Here is the advice under NAMING THE BABY:  “Mabel, Alice, Emily and Gertrude have been pretty steadily falling, while Mildred and Lucille and Dorothy have been rising….Bridget has come to mean a cook, because at one time most of the kitchen help was Irish.  Dinah and Chloe seem to mean colored mammies, while Geraldine and Alfreda seem to demand a Lady in front of them.  Freakish names like Ruby Violet or Hyacinth Orchid react against their bearers or their parents.”

NAMING THE BOY:  Even if he wears dresses and blue ribbons at first, he is really male, and needs a masculine sounding name.  In the universities, one man in twenty is William – a larger proportion than any girl’s name holds.  Then follow James, George, Charles, Harold, Robert, Edward, Joseph, Arthur, Francis and Henry.  James has long been popular for coachman or chauffeur, and everyone calls the Pullman porter George.”  Such tossed-off racism!

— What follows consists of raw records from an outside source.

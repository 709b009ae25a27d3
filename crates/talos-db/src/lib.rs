//! Database layer for the Talos gateway.
//!
//! Provides SQLite connection pooling (via `r2d2`), WAL-mode initialization,
//! and embedded SQL migrations for the durable audit log. The audit store
//! adapter in `talos-audit` is the only consumer.

mod migrations;
mod pool;

pub use migrations::{run_migrations, MigrationError};
pub use pool::{create_pool, open_migrated, DbPool, DbRuntimeSettings, PoolError};
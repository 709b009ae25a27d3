//! Server-sent events transport at `/api/events/sse`.

use crate::AppState;
use axum::{
    extract::{Extension, Query},
    response::{sse::Event, Sse},
};
use chrono::{DateTime, Utc};
use futures_util::stream::{unfold, Stream};
use rand::distributions::Alphanumeric;
use rand::Rng;
use serde_json::{json, Value};
use std::collections::HashMap;
use std::{convert::Infallible, sync::Arc};
use talos_stream::{slow_consumer_message, Mailbox, MailboxItem, Termination};
use talos_types::{Filters, ServerMessage};
use tokio_stream::StreamExt;

/// Handler for `GET /api/events/sse`.
///
/// Every query parameter becomes an equality filter on string values. The
/// stream opens with a `meta` event carrying the session id, then one
/// `audit_event` per matching envelope (SSE id = cursor). An evicted
/// client gets a final `error` event.
pub async fn sse_handler(
    Extension(state): Extension<Arc<AppState>>,
    Query(params): Query<HashMap<String, String>>,
) -> Sse<impl Stream<Item = Result<Event, Infallible>>> {
    let filters: Filters = params
        .into_iter()
        .map(|(key, value)| (key, Value::String(value)))
        .collect();

    let session_id = sse_session_id(Utc::now(), &mut rand::thread_rng());
    let mailbox = state.registry.register_poll(session_id.clone(), filters);
    let idle = state.config.stream.sse_keepalive();

    let connected = Event::default()
        .event("meta")
        .data(json!({ "status": "connected", "session_id": session_id }).to_string());

    let events = unfold(Some(mailbox), move |mailbox: Option<Mailbox>| async move {
        let mut mailbox = mailbox?;
        loop {
            match mailbox.next(idle).await {
                MailboxItem::Message(message) => {
                    if let Some(event) = audit_event(&message) {
                        return Some((Ok(event), Some(mailbox)));
                    }
                }
                MailboxItem::Idle => {
                    return Some((Ok(Event::default().comment("keep-alive")), Some(mailbox)));
                }
                MailboxItem::Terminated(Termination::SlowConsumer { limit }) => {
                    tracing::info!(session_id = %mailbox.session_id(), limit, "ending evicted sse stream");
                    let data = serde_json::to_string(&slow_consumer_message(limit))
                        .unwrap_or_else(|_| "{}".to_string());
                    return Some((Ok(Event::default().event("error").data(data)), None));
                }
                MailboxItem::Closed => return None,
            }
        }
    });

    Sse::new(tokio_stream::once(Ok::<_, Infallible>(connected)).chain(events))
}

fn audit_event(message: &ServerMessage) -> Option<Event> {
    let ServerMessage::Event { event, cursor, .. } = message else {
        return None;
    };
    match serde_json::to_string(event.as_ref()) {
        Ok(data) => Some(Event::default().event("audit_event").id(cursor.as_str()).data(data)),
        Err(e) => {
            tracing::error!(event_id = %event.event_id, error = %e, "failed to serialize audit event");
            None
        }
    }
}

/// `sse-<unix millis>-<6 random alphanumerics>`.
pub fn sse_session_id<R: Rng>(now: DateTime<Utc>, rng: &mut R) -> String {
    let suffix: String = (0..6).map(|_| char::from(rng.sample(Alphanumeric))).collect();
    format!("sse-{}-{}", now.timestamp_millis(), suffix)
}
//! Live session bookkeeping and per-session delivery.
//!
//! Every session owns a bounded FIFO. Producers append with
//! [`ConnectionRegistry::enqueue`], which never waits: a full queue evicts
//! the session instead. Stream sessions get a dedicated delivery task that
//! is the only writer to the transport; poll sessions hand their queue to
//! the caller as a [`Mailbox`].

use std::collections::HashMap;
use std::sync::atomic::{AtomicU64, Ordering};
use std::sync::{Arc, RwLock, RwLockReadGuard, RwLockWriteGuard};
use std::time::{Duration, Instant};

use talos_types::{CloseCode, ErrorCode, Filters, ServerMessage};
use tokio::sync::{mpsc, oneshot};
use tokio::task::JoinHandle;

use crate::error::SinkError;
use crate::settings::StreamSettings;
use crate::sink::SessionSink;

/// Upper bound on writing the notice and close to an evicted session.
const EVICTION_NOTICE_TIMEOUT: Duration = Duration::from_secs(2);

/// How a session's queue is drained.
#[derive(Debug, Clone, Copy, PartialEq, Eq)]
pub enum TransportKind {
    /// Pushed by a delivery task (WebSocket).
    Stream,
    /// Pulled by the caller through a [`Mailbox`] (SSE).
    Poll,
}

/// Why the registry ended a session on its own.
#[derive(Debug, Clone, Copy, PartialEq, Eq)]
pub enum Termination {
    /// The queue reached `limit` pending messages.
    SlowConsumer { limit: usize },
}

/// Result of [`ConnectionRegistry::enqueue`].
#[derive(Debug, Clone, Copy, PartialEq, Eq)]
pub enum EnqueueOutcome {
    /// The message is waiting in the session's queue.
    Queued,
    /// The queue was full; the session has been removed and told why.
    Evicted,
    /// No such session. Nothing happened.
    UnknownSession,
}

/// A registered push session.
#[derive(Debug)]
pub struct StreamSession {
    /// Identifies this registration among sessions that reused the same id.
    pub generation: u64,
    /// The delivery task. It ends when the session is removed, evicted, or
    /// its transport fails.
    pub task: JoinHandle<()>,
}

struct SessionEntry {
    kind: TransportKind,
    generation: u64,
    filters: Arc<Filters>,
    tx: mpsc::Sender<Arc<ServerMessage>>,
    stop: oneshot::Sender<Termination>,
    registered_at: Instant,
}

struct Shared {
    sessions: RwLock<HashMap<String, SessionEntry>>,
    next_generation: AtomicU64,
    capacity: usize,
    heartbeat_interval: Duration,
}

/// All live sessions, keyed by session id. Cheap to clone.
///
/// The map is behind a synchronous lock that is never held across an
/// `.await`.
#[derive(Clone)]
pub struct ConnectionRegistry {
    shared: Arc<Shared>,
}

impl ConnectionRegistry {
    pub fn new(settings: &StreamSettings) -> Self {
        Self {
            shared: Arc::new(Shared {
                sessions: RwLock::new(HashMap::new()),
                next_generation: AtomicU64::new(1),
                capacity: settings.queue_capacity.max(1),
                heartbeat_interval: settings.heartbeat_interval(),
            }),
        }
    }

    /// Per-session queue capacity.
    pub fn capacity(&self) -> usize {
        self.shared.capacity
    }

    /// Registers a push session and spawns its delivery task, which owns
    /// `sink` from now on. Must be called inside a Tokio runtime.
    ///
    /// An existing session with the same id is replaced; its delivery task
    /// winds down without touching its transport again. Callers tearing the
    /// session down should use [`deregister_if_current`](Self::deregister_if_current)
    /// with the returned generation.
    pub fn register<S: SessionSink>(
        &self,
        session_id: impl Into<String>,
        sink: S,
        filters: Filters,
    ) -> StreamSession {
        let session_id = session_id.into();
        let (generation, rx, stop) = self.insert(&session_id, TransportKind::Stream, filters);

        let task = tokio::spawn(deliver(
            self.clone(),
            session_id,
            generation,
            sink,
            rx,
            stop,
        ));
        StreamSession { generation, task }
    }

    /// Registers a pull session and returns its queue. Dropping the
    /// [`Mailbox`] deregisters the session.
    pub fn register_poll(&self, session_id: impl Into<String>, filters: Filters) -> Mailbox {
        let session_id = session_id.into();
        let (generation, rx, stop) = self.insert(&session_id, TransportKind::Poll, filters);

        Mailbox {
            registry: self.clone(),
            session_id,
            generation,
            rx,
            stop,
            finished: false,
        }
    }

    fn insert(
        &self,
        session_id: &str,
        kind: TransportKind,
        filters: Filters,
    ) -> (
        u64,
        mpsc::Receiver<Arc<ServerMessage>>,
        oneshot::Receiver<Termination>,
    ) {
        let (tx, rx) = mpsc::channel(self.shared.capacity);
        let (stop_tx, stop_rx) = oneshot::channel();
        let generation = self.shared.next_generation.fetch_add(1, Ordering::Relaxed);

        let entry = SessionEntry {
            kind,
            generation,
            filters: Arc::new(filters),
            tx,
            stop: stop_tx,
            registered_at: Instant::now(),
        };

        let replaced = self.write().insert(session_id.to_string(), entry);
        if let Some(old) = replaced {
            tracing::warn!(
                session_id,
                old_kind = ?old.kind,
                "session id reused; replacing existing session"
            );
        }
        tracing::info!(session_id, kind = ?kind, generation, "session registered");

        (generation, rx, stop_rx)
    }

    /// Appends `message` to the session's queue without waiting.
    pub fn enqueue(&self, session_id: &str, message: ServerMessage) -> EnqueueOutcome {
        self.enqueue_shared(session_id, Arc::new(message))
    }

    /// [`enqueue`](Self::enqueue) for a message shared between sessions.
    pub fn enqueue_shared(&self, session_id: &str, message: Arc<ServerMessage>) -> EnqueueOutcome {
        let generation = {
            let sessions = self.read();
            let Some(entry) = sessions.get(session_id) else {
                return EnqueueOutcome::UnknownSession;
            };
            match entry.tx.try_send(message) {
                Ok(()) => return EnqueueOutcome::Queued,
                // The receiver is gone; the session is already shutting down.
                Err(mpsc::error::TrySendError::Closed(_)) => {
                    return EnqueueOutcome::UnknownSession
                }
                Err(mpsc::error::TrySendError::Full(_)) => entry.generation,
            }
        };

        if self.evict(session_id, generation) {
            EnqueueOutcome::Evicted
        } else {
            // Another producer evicted it first.
            EnqueueOutcome::UnknownSession
        }
    }

    fn evict(&self, session_id: &str, generation: u64) -> bool {
        let Some(entry) = self.take_if_current(session_id, generation) else {
            return false;
        };
        let limit = self.shared.capacity;
        tracing::warn!(
            session_id,
            kind = ?entry.kind,
            limit,
            connected_for_ms = entry.registered_at.elapsed().as_millis() as u64,
            "evicting slow consumer"
        );
        // The receiver may already be gone if the transport died meanwhile.
        let _ = entry.stop.send(Termination::SlowConsumer { limit });
        true
    }

    /// Removes a session whatever its generation. Removing an unknown
    /// session is a no-op. A write in progress on the session's transport
    /// is abandoned.
    pub fn deregister(&self, session_id: &str) -> bool {
        let removed = self.write().remove(session_id);
        if removed.is_some() {
            tracing::info!(session_id, "session deregistered");
        }
        removed.is_some()
    }

    /// Removes the session only if it is still the registration identified
    /// by `generation`, so a finished task cannot remove its replacement.
    pub fn deregister_if_current(&self, session_id: &str, generation: u64) -> bool {
        let removed = self.take_if_current(session_id, generation).is_some();
        if removed {
            tracing::info!(session_id, "session deregistered");
        }
        removed
    }

    fn take_if_current(&self, session_id: &str, generation: u64) -> Option<SessionEntry> {
        let mut sessions = self.write();
        match sessions.get(session_id) {
            Some(entry) if entry.generation == generation => sessions.remove(session_id),
            _ => None,
        }
    }

    /// Ids and filters of every live session, captured atomically.
    pub fn snapshot(&self) -> Vec<(String, Arc<Filters>)> {
        self.read()
            .iter()
            .map(|(id, entry)| (id.clone(), entry.filters.clone()))
            .collect()
    }

    pub fn len(&self) -> usize {
        self.read().len()
    }

    pub fn is_empty(&self) -> bool {
        self.len() == 0
    }

    pub fn contains(&self, session_id: &str) -> bool {
        self.read().contains_key(session_id)
    }

    pub fn session_ids(&self) -> Vec<String> {
        self.read().keys().cloned().collect()
    }

    fn read(&self) -> RwLockReadGuard<'_, HashMap<String, SessionEntry>> {
        self.shared.sessions.read().unwrap_or_else(|poisoned| {
            tracing::warn!("session registry lock was poisoned, recovering");
            poisoned.into_inner()
        })
    }

    fn write(&self) -> RwLockWriteGuard<'_, HashMap<String, SessionEntry>> {
        self.shared.sessions.write().unwrap_or_else(|poisoned| {
            tracing::warn!("session registry lock was poisoned, recovering");
            poisoned.into_inner()
        })
    }
}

My favorite part of THE EXECUTIVE LIFE by the editors of FORTUNE is the chapter called HOW EXECUTIVES CRACK UP:   “Some doctors believe that all men between the ages of 45 and 60 go through an experience known as male menopause or the male climacteric.  It suddenly dawns on the individual that time is running short and much of his life is over.”

“In asthma, the central conflict was fear of separation from the image of the mother, an anxiety accentuated by sexual temptation.  By the same token, executives suffering from heart ailments quite often possess what has come to be known as the coronary personality.  Promotion anxiety is generally characterized by a great anxiety, psychosomatic symptoms, and emotional conflict.”

There are great chapters on HOW TO GET A RAISE and HOW TO TREAT VICE PRESIDENTS.

Ah, the good old, bad old days.  So much nonsense and psychobabble, all contained in books.